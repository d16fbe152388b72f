//! Mock implementations for the domain capability traits
//!
//! These are plain in-memory fakes: no I/O, deterministic, safe for
//! concurrent use from multiple workers.

use async_trait::async_trait;
use chrono::{DateTime, Utc};
use std::collections::{BTreeMap, HashMap, VecDeque};
use std::sync::atomic::{AtomicBool, AtomicU32, Ordering};
use std::sync::Mutex;
use std::time::Duration;

use taskmill_domain::entities::{
    HostMetricSample, NewTask, ProcessMetricSample, StatusCount, Task, TaskMetricRecord,
    TaskStatus,
};
use taskmill_domain::ports::{CommandRunner, ExecutionReport, LogStore, MetricsSource};
use taskmill_domain::repositories::TaskRepository;
use taskmill_errors::{SchedulerError, SchedulerResult};

/// In-memory implementation of `TaskRepository`.
#[derive(Default)]
pub struct MockTaskRepository {
    tasks: Mutex<HashMap<i64, Task>>,
    metrics: Mutex<Vec<TaskMetricRecord>>,
    next_id: Mutex<i64>,
    fail_fetch_pending: AtomicBool,
}

impl MockTaskRepository {
    pub fn new() -> Self {
        Self {
            next_id: Mutex::new(1),
            ..Default::default()
        }
    }

    /// Make every subsequent `fetch_pending` call fail.
    pub fn set_fail_fetch_pending(&self, fail: bool) {
        self.fail_fetch_pending.store(fail, Ordering::SeqCst);
    }

    /// Seed a task directly, bypassing `insert`.
    pub fn seed(&self, task: Task) {
        let mut next_id = self.next_id.lock().unwrap();
        if task.id >= *next_id {
            *next_id = task.id + 1;
        }
        self.tasks.lock().unwrap().insert(task.id, task);
    }

    pub fn task_status(&self, id: i64) -> Option<TaskStatus> {
        self.tasks.lock().unwrap().get(&id).map(|t| t.status)
    }

    pub fn metric_rows(&self, task_id: i64) -> Vec<TaskMetricRecord> {
        self.metrics
            .lock()
            .unwrap()
            .iter()
            .filter(|m| m.task_id == task_id)
            .cloned()
            .collect()
    }
}

#[async_trait]
impl TaskRepository for MockTaskRepository {
    async fn insert(&self, task: &NewTask) -> SchedulerResult<i64> {
        let id = {
            let mut next_id = self.next_id.lock().unwrap();
            let id = *next_id;
            *next_id += 1;
            id
        };
        self.tasks.lock().unwrap().insert(
            id,
            Task {
                id,
                job_name: task.job_name.clone(),
                command: task.command.clone(),
                interval_seconds: task.interval_seconds,
                status: TaskStatus::Pending,
                created_at: Utc::now(),
                start_time: None,
                end_time: None,
            },
        );
        Ok(id)
    }

    async fn list(&self) -> SchedulerResult<Vec<Task>> {
        let mut tasks: Vec<Task> = self.tasks.lock().unwrap().values().cloned().collect();
        tasks.sort_by_key(|t| t.id);
        Ok(tasks)
    }

    async fn get(&self, id: i64) -> SchedulerResult<Option<Task>> {
        Ok(self.tasks.lock().unwrap().get(&id).cloned())
    }

    async fn delete(&self, id: i64) -> SchedulerResult<()> {
        self.tasks.lock().unwrap().remove(&id);
        Ok(())
    }

    async fn fetch_pending(&self) -> SchedulerResult<Vec<Task>> {
        if self.fail_fetch_pending.load(Ordering::SeqCst) {
            return Err(SchedulerError::database_error("fetch_pending failed"));
        }
        let mut tasks: Vec<Task> = self
            .tasks
            .lock()
            .unwrap()
            .values()
            .filter(|t| t.is_eligible())
            .cloned()
            .collect();
        tasks.sort_by_key(|t| t.id);
        Ok(tasks)
    }

    async fn update_status(&self, id: i64, status: TaskStatus) -> SchedulerResult<()> {
        if let Some(task) = self.tasks.lock().unwrap().get_mut(&id) {
            task.status = status;
        }
        Ok(())
    }

    async fn update_execution(
        &self,
        id: i64,
        start: DateTime<Utc>,
        end: DateTime<Utc>,
        status: TaskStatus,
    ) -> SchedulerResult<()> {
        if let Some(task) = self.tasks.lock().unwrap().get_mut(&id) {
            task.start_time = Some(start);
            task.end_time = Some(end);
            task.status = status;
        }
        Ok(())
    }

    async fn insert_host_metric(
        &self,
        task_id: i64,
        sample: &HostMetricSample,
    ) -> SchedulerResult<()> {
        self.metrics.lock().unwrap().push(TaskMetricRecord {
            task_id,
            cpu_usage: sample.cpu_pct,
            ram_usage: sample.ram_pct,
            disk_usage: sample.disk_pct,
            load_average: Some(sample.load1),
            gpu_usage: Some(sample.gpu_pct),
            recorded_at: sample.recorded_at,
        });
        Ok(())
    }

    async fn insert_process_metric(
        &self,
        task_id: i64,
        sample: &ProcessMetricSample,
    ) -> SchedulerResult<()> {
        self.metrics.lock().unwrap().push(TaskMetricRecord {
            task_id,
            cpu_usage: sample.cpu_pct,
            ram_usage: sample.ram_pct,
            disk_usage: sample.disk_pct,
            load_average: None,
            gpu_usage: None,
            recorded_at: sample.recorded_at,
        });
        Ok(())
    }

    async fn fetch_metrics(&self, task_id: i64) -> SchedulerResult<Vec<TaskMetricRecord>> {
        Ok(self.metric_rows(task_id))
    }

    async fn count_by_status(&self) -> SchedulerResult<Vec<StatusCount>> {
        let mut counts: BTreeMap<String, i64> = BTreeMap::new();
        for task in self.tasks.lock().unwrap().values() {
            *counts.entry(task.status.as_str().to_string()).or_insert(0) += 1;
        }
        Ok(counts
            .into_iter()
            .map(|(status, count)| StatusCount { status, count })
            .collect())
    }
}

/// In-memory implementation of `LogStore`.
///
/// Uploads always succeed and land in a sorted map; spilled file names can
/// be seeded for admin-surface tests.
#[derive(Default)]
pub struct InMemoryLogStore {
    objects: Mutex<BTreeMap<String, Vec<u8>>>,
    spilled: Mutex<Vec<String>>,
}

impl InMemoryLogStore {
    pub fn new() -> Self {
        Self::default()
    }

    pub fn keys(&self) -> Vec<String> {
        self.objects.lock().unwrap().keys().cloned().collect()
    }

    pub fn object(&self, key: &str) -> Option<Vec<u8>> {
        self.objects.lock().unwrap().get(key).cloned()
    }

    pub fn seed_spilled(&self, name: &str) {
        self.spilled.lock().unwrap().push(name.to_string());
    }
}

#[async_trait]
impl LogStore for InMemoryLogStore {
    async fn upload(&self, key: &str, content: &[u8]) -> SchedulerResult<()> {
        self.objects
            .lock()
            .unwrap()
            .insert(key.to_string(), content.to_vec());
        Ok(())
    }

    async fn list(&self, prefix: &str) -> SchedulerResult<Vec<String>> {
        Ok(self
            .objects
            .lock()
            .unwrap()
            .keys()
            .filter(|k| k.starts_with(prefix))
            .cloned()
            .collect())
    }

    async fn fetch(&self, key: &str) -> SchedulerResult<Vec<u8>> {
        self.objects
            .lock()
            .unwrap()
            .get(key)
            .cloned()
            .ok_or_else(|| SchedulerError::log_store_error(format!("no such key: {key}")))
    }

    async fn list_spilled(&self) -> SchedulerResult<Vec<String>> {
        Ok(self.spilled.lock().unwrap().clone())
    }
}

/// Fixed-value implementation of `MetricsSource`.
pub struct MockMetricsSource {
    cpu_pct: f64,
    ram_pct: f64,
}

impl MockMetricsSource {
    pub fn new() -> Self {
        Self {
            cpu_pct: 10.0,
            ram_pct: 25.0,
        }
    }
}

impl Default for MockMetricsSource {
    fn default() -> Self {
        Self::new()
    }
}

impl MetricsSource for MockMetricsSource {
    fn sample_host(&self) -> HostMetricSample {
        HostMetricSample {
            cpu_pct: self.cpu_pct,
            ram_pct: self.ram_pct,
            disk_pct: 50.0,
            load1: 0.5,
            gpu_pct: 0.0,
            recorded_at: Utc::now(),
        }
    }

    fn sample_process(&self, _pid: u32) -> ProcessMetricSample {
        ProcessMetricSample {
            cpu_pct: self.cpu_pct,
            ram_pct: self.ram_pct,
            disk_pct: 0.0,
            recorded_at: Utc::now(),
        }
    }
}

/// Scripted implementation of `CommandRunner`.
///
/// Pops one pre-programmed outcome per invocation; once the script is
/// exhausted every further invocation succeeds with `ok\n`. An optional
/// per-invocation delay simulates long-running commands.
pub struct ScriptedRunner {
    outcomes: Mutex<VecDeque<SchedulerResult<ExecutionReport>>>,
    executed: Mutex<Vec<i64>>,
    delay: Duration,
    calls: AtomicU32,
}

impl ScriptedRunner {
    pub fn new() -> Self {
        Self {
            outcomes: Mutex::new(VecDeque::new()),
            executed: Mutex::new(Vec::new()),
            delay: Duration::ZERO,
            calls: AtomicU32::new(0),
        }
    }

    pub fn with_delay(mut self, delay: Duration) -> Self {
        self.delay = delay;
        self
    }

    /// Queue a successful run with the given output.
    pub fn push_success(&self, output: &str) {
        self.outcomes.lock().unwrap().push_back(Ok(ExecutionReport {
            output: output.to_string(),
            samples: vec![ProcessMetricSample {
                cpu_pct: 1.0,
                ram_pct: 1.0,
                disk_pct: 0.0,
                recorded_at: Utc::now(),
            }],
            exit_code: Some(0),
            error: None,
        }));
    }

    /// Queue a run that exits non-zero.
    pub fn push_failure(&self, message: &str) {
        self.outcomes.lock().unwrap().push_back(Ok(ExecutionReport {
            output: format!("{message}\n"),
            samples: Vec::new(),
            exit_code: Some(1),
            error: Some(message.to_string()),
        }));
    }

    /// Queue a spawn error.
    pub fn push_spawn_error(&self, message: &str) {
        self.outcomes
            .lock()
            .unwrap()
            .push_back(Err(SchedulerError::CommandSpawn(message.to_string())));
    }

    pub fn call_count(&self) -> u32 {
        self.calls.load(Ordering::SeqCst)
    }

    /// Task ids in the order the runner saw them.
    pub fn executed_ids(&self) -> Vec<i64> {
        self.executed.lock().unwrap().clone()
    }
}

impl Default for ScriptedRunner {
    fn default() -> Self {
        Self::new()
    }
}

#[async_trait]
impl CommandRunner for ScriptedRunner {
    async fn run(&self, task: &Task) -> SchedulerResult<ExecutionReport> {
        self.calls.fetch_add(1, Ordering::SeqCst);
        self.executed.lock().unwrap().push(task.id);
        if !self.delay.is_zero() {
            tokio::time::sleep(self.delay).await;
        }

        let next = self.outcomes.lock().unwrap().pop_front();
        match next {
            Some(outcome) => outcome,
            None => Ok(ExecutionReport {
                output: "ok\n".to_string(),
                samples: Vec::new(),
                exit_code: Some(0),
                error: None,
            }),
        }
    }
}
use std::sync::Arc;
use tokio::sync::{broadcast, RwLock};
use tracing::{debug, info};

/// 优雅关闭管理器
///
/// 基于广播通道的一次性关闭信号：任何组件都可以订阅，触发之后
/// 再订阅会立即收到信号。重复触发是无操作。
pub struct ShutdownManager {
    shutdown_tx: Arc<RwLock<Option<broadcast::Sender<()>>>>,
    is_shutdown: Arc<RwLock<bool>>,
}

impl ShutdownManager {
    pub fn new() -> Self {
        let (shutdown_tx, _) = broadcast::channel(16);
        Self {
            shutdown_tx: Arc::new(RwLock::new(Some(shutdown_tx))),
            is_shutdown: Arc::new(RwLock::new(false)),
        }
    }

    /// 订阅关闭信号
    pub async fn subscribe(&self) -> broadcast::Receiver<()> {
        let shutdown_tx = self.shutdown_tx.read().await;
        match shutdown_tx.as_ref() {
            Some(tx) => tx.subscribe(),
            None => {
                // 已经关闭：返回一个立即触发的接收器
                let (tx, rx) = broadcast::channel(1);
                let _ = tx.send(());
                rx
            }
        }
    }

    /// 触发关闭
    pub async fn shutdown(&self) {
        let mut is_shutdown = self.is_shutdown.write().await;
        if *is_shutdown {
            debug!("关闭信号已经触发过");
            return;
        }
        *is_shutdown = true;

        info!("触发系统关闭");
        let mut shutdown_tx = self.shutdown_tx.write().await;
        if let Some(tx) = shutdown_tx.take() {
            let _ = tx.send(());
        }
    }

    pub async fn is_shutdown(&self) -> bool {
        *self.is_shutdown.read().await
    }
}

impl Default for ShutdownManager {
    fn default() -> Self {
        Self::new()
    }
}

impl Clone for ShutdownManager {
    fn clone(&self) -> Self {
        Self {
            shutdown_tx: Arc::clone(&self.shutdown_tx),
            is_shutdown: Arc::clone(&self.is_shutdown),
        }
    }
}

#[cfg(test)]
mod tests {
    use super::*;
    use std::time::Duration;
    use tokio::time::timeout;

    #[tokio::test]
    async fn test_subscribers_receive_signal() {
        let manager = ShutdownManager::new();
        let mut rx1 = manager.subscribe().await;
        let mut rx2 = manager.subscribe().await;

        manager.shutdown().await;

        assert!(timeout(Duration::from_millis(100), rx1.recv()).await.is_ok());
        assert!(timeout(Duration::from_millis(100), rx2.recv()).await.is_ok());
        assert!(manager.is_shutdown().await);
    }

    #[tokio::test]
    async fn test_subscribe_after_shutdown_fires_immediately() {
        let manager = ShutdownManager::new();
        manager.shutdown().await;

        let mut rx = manager.subscribe().await;
        assert!(timeout(Duration::from_millis(100), rx.recv()).await.is_ok());
    }

    #[tokio::test]
    async fn test_double_shutdown_is_noop() {
        let manager = ShutdownManager::new();
        manager.shutdown().await;
        manager.shutdown().await;
        assert!(manager.is_shutdown().await);
    }

    #[tokio::test]
    async fn test_clone_shares_state() {
        let manager = ShutdownManager::new();
        let cloned = manager.clone();
        manager.shutdown().await;
        assert!(cloned.is_shutdown().await);
    }
}
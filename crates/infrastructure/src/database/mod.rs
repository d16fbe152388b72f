pub mod sqlite_task_repository;

pub use sqlite_task_repository::SqliteTaskRepository;
//! Builders for domain entities used across tests.

use chrono::Utc;
use taskmill_domain::entities::{Task, TaskStatus};

/// Fluent builder for `Task` fixtures.
pub struct TaskBuilder {
    task: Task,
}

impl TaskBuilder {
    pub fn new(job_name: &str) -> Self {
        Self {
            task: Task {
                id: 1,
                job_name: job_name.to_string(),
                command: "echo hi".to_string(),
                interval_seconds: 60,
                status: TaskStatus::Pending,
                created_at: Utc::now(),
                start_time: None,
                end_time: None,
            },
        }
    }

    pub fn id(mut self, id: i64) -> Self {
        self.task.id = id;
        self
    }

    pub fn command(mut self, command: &str) -> Self {
        self.task.command = command.to_string();
        self
    }

    pub fn interval_seconds(mut self, interval_seconds: i64) -> Self {
        self.task.interval_seconds = interval_seconds;
        self
    }

    pub fn status(mut self, status: TaskStatus) -> Self {
        self.task.status = status;
        self
    }

    pub fn build(self) -> Task {
        self.task
    }
}
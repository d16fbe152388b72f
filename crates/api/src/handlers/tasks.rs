use axum::{
    extract::{Path, State},
    http::StatusCode,
    response::IntoResponse,
    Json,
};
use serde::Deserialize;
use serde_json::json;

use crate::{error::ApiError, routes::AppState, ApiResult};
use taskmill_domain::entities::NewTask;

/// 任务创建请求
#[derive(Debug, Deserialize)]
pub struct CreateTaskRequest {
    pub job_name: String,
    pub command: String,
    pub interval_seconds: i64,
}

/// 创建任务
pub async fn create_task(
    State(state): State<AppState>,
    Json(request): Json<CreateTaskRequest>,
) -> ApiResult<impl IntoResponse> {
    let task_id = state
        .task_repo
        .insert(&NewTask {
            job_name: request.job_name,
            command: request.command,
            interval_seconds: request.interval_seconds,
        })
        .await?;

    Ok((
        StatusCode::CREATED,
        Json(json!({
            "task_id": task_id,
            "message": "Task created successfully",
        })),
    ))
}

/// 获取任务列表
pub async fn list_tasks(State(state): State<AppState>) -> ApiResult<impl IntoResponse> {
    let tasks = state.task_repo.list().await?;
    Ok(Json(tasks))
}

/// 按 id 获取单个任务
pub async fn get_task(
    State(state): State<AppState>,
    Path(id): Path<i64>,
) -> ApiResult<impl IntoResponse> {
    match state.task_repo.get(id).await? {
        Some(task) => Ok(Json(task)),
        None => Err(ApiError::NotFound("Task not found".to_string())),
    }
}

/// 按 id 删除任务，幂等
pub async fn delete_task(
    State(state): State<AppState>,
    Path(id): Path<i64>,
) -> ApiResult<impl IntoResponse> {
    state.task_repo.delete(id).await?;
    Ok(Json(json!({ "message": "Task deleted successfully" })))
}

/// 按状态聚合的任务计数
pub async fn get_stats(State(state): State<AppState>) -> ApiResult<impl IntoResponse> {
    let counts = state.task_repo.count_by_status().await?;
    let stats: serde_json::Map<String, serde_json::Value> = counts
        .into_iter()
        .map(|c| (c.status, json!(c.count)))
        .collect();
    Ok(Json(serde_json::Value::Object(stats)))
}
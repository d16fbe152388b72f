//! 任务执行层
//!
//! Shell 命令执行器与有界工作池：执行器负责单次命令调用及其进程
//! 指标采样；工作池消费任务队列，围绕每次调用执行重试、指标落库、
//! 状态更新与日志归档协议。

pub mod pool;
pub mod runner;

pub use pool::{WorkerPool, WorkerPoolConfig};
pub use runner::ShellRunner;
***
#### PROBLEM STATEMENT:
Please say how many lines in the records above contain the word "AtomicBool". Give the number alone.

#### SOLUTION TO THIS EXERCISE:
2